Petit bout de perfection

Plus c'est court, meilleur c'est.

À propos de février, qui arrive :

Les Anciens se faisaient une grande idée de son humidité. Ils le représentaient sous la forme d'une jeune fille qui retrousse sa robe bleue pour ne pas la tremper dans les flaques et porte un canard dans ses mains ; à son côté, une urne s'épanchait ; à ses pieds, un héron jouait avec un poisson. L'urne signifiait la pluie, et le héron l'humidité de l'atmosphère ; le poisson l'humidité des eaux, le canard l'humidité des surfaces de tangence entre les eaux et l'atmosphère. Ainsi, croyait-on à une humidité totale de février.

C'est d'Alexandre Vialatte, j'imagine que vous vous en doutiez : de son Almanach des quatre saisons, pour être précis.

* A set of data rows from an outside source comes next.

use crate::preprocess::PreprocessedTensor;
use futures::future::{BoxFuture, FutureExt, Shared};
use std::{
    future::Future,
    sync::{Arc, OnceLock},
};
use thiserror::Error;

#[derive(Error, Debug, Clone, PartialEq, Eq)]
pub enum ModelLoadError {
    #[error("Model artifact not found: {0}")]
    Missing(String),
    #[error("Failed to fetch model artifact: {0}")]
    Fetch(String),
    #[error("Model artifact could not be loaded: {0}")]
    Corrupt(String),
}

#[derive(Error, Debug, Clone, PartialEq, Eq)]
pub enum ScoringError {
    #[error("Inference failed: {0}")]
    Inference(String),
    #[error("Model returned {got} scores but {expected} classes are configured")]
    ClassCountMismatch { expected: usize, got: usize },
}

/// A pretrained classifier: one probability per class, in training order.
pub trait Scorer: Send + Sync + 'static {
    fn score(&self, input: &PreprocessedTensor) -> Result<Vec<f32>, ScoringError>;
}

pub type LoadResult = Result<Arc<dyn Scorer>, ModelLoadError>;

type SharedLoad = Shared<BoxFuture<'static, LoadResult>>;

#[derive(Debug, Clone, Copy, PartialEq, Eq, serde::Serialize)]
#[serde(rename_all = "snake_case")]
pub enum ModelStatus {
    NotLoaded,
    Ready,
    Failed,
}

/// Loads the scorer on first use and hands out the same instance afterwards.
///
/// The outcome of the first load is kept for the lifetime of the value,
/// failures included: a missing artifact is not fetched a second time.
/// The load runs on its own task, so it completes even if every caller
/// waiting on it goes away.
pub struct LazyModel {
    load: OnceLock<SharedLoad>,
    loader: Box<dyn Fn() -> BoxFuture<'static, LoadResult> + Send + Sync>,
}

impl LazyModel {
    pub fn new<F, Fut>(loader: F) -> Self
    where
        F: Fn() -> Fut + Send + Sync + 'static,
        Fut: Future<Output = LoadResult> + Send + 'static,
    {
        Self {
            load: OnceLock::new(),
            loader: Box::new(move || loader().boxed()),
        }
    }

    /// Wraps an already constructed scorer.
    pub fn ready(scorer: Arc<dyn Scorer>) -> Self {
        Self::new(move || {
            let scorer = scorer.clone();
            async move { Ok(scorer) }
        })
    }

    /// Must be called from within a tokio runtime.
    pub async fn get(&self) -> LoadResult {
        let load = self.load.get_or_init(|| {
            tracing::info!("Loading classifier");
            let task = tokio::spawn((self.loader)());
            async move {
                task.await.unwrap_or_else(|e| {
                    Err(ModelLoadError::Corrupt(format!("model loading task failed: {e}")))
                })
            }
            .boxed()
            .shared()
        });
        load.clone().await
    }

    pub fn status(&self) -> ModelStatus {
        match self.load.get().and_then(|load| load.peek()) {
            None => ModelStatus::NotLoaded,
            Some(Ok(_)) => ModelStatus::Ready,
            Some(Err(_)) => ModelStatus::Failed,
        }
    }
}
use super::ApiError;
use crate::{history::HistorySummary, server::SharedState};
use axum::{
    extract::{Path, State},
    http::{header, StatusCode},
    response::{IntoResponse, Json, Response},
};
use tracing::instrument;

pub async fn list_history(
    State(state): State<SharedState>,
) -> Result<Json<Vec<HistorySummary>>, ApiError> {
    state.metrics.record_request("/history");
    let summaries = state.history.list_summaries().await?;
    Ok(Json(summaries))
}

#[instrument(skip(state))]
pub async fn delete_history(
    State(state): State<SharedState>,
    Path(id): Path<i64>,
) -> Result<StatusCode, ApiError> {
    state.metrics.record_request("/history/{id}");
    state.history.delete_by_id(id).await?;
    Ok(StatusCode::NO_CONTENT)
}

pub async fn history_image(
    State(state): State<SharedState>,
    Path(id): Path<i64>,
) -> Result<Response, ApiError> {
    state.metrics.record_request("/history/{id}/image");
    let image = state
        .history
        .get(id)
        .await?
        .and_then(|record| record.image)
        .ok_or_else(|| ApiError::NotFound(format!("Image for history entry {id}")))?;

    let content_type = image::guess_format(&image)
        .map(|format| format.to_mime_type())
        .unwrap_or("application/octet-stream");

    Ok(([(header::CONTENT_TYPE, content_type)], image).into_response())
}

Il est trivial de remarquer que certains artistes excellent dans la forme courte (Saint-Saëns, Villiers de l'Isle-Adam, Desproges...) quand d'autres ne s'épanouissent que lorsque le grandiose confine à l'interminable (Wagner, Tolstoï, Proust...). Ce qui l'est peut-être moins c'est de remarquer à quel point cela s'applique à Vialatte : ses romans sont merveilleux, certes, mais ses chroniques le sont plus encore ; ses chroniques forcent l'admiration, mais ses meilleurs paragraphes la déchaînent ; ses paragraphes sont un travail de bijoutier, ses phrases œuvre d'orfèvre. De son appartement face à la prison de la Santé, il écrivait en enfilant les phrases irisées et précieuses, comme on enfile les perles place Vendôme.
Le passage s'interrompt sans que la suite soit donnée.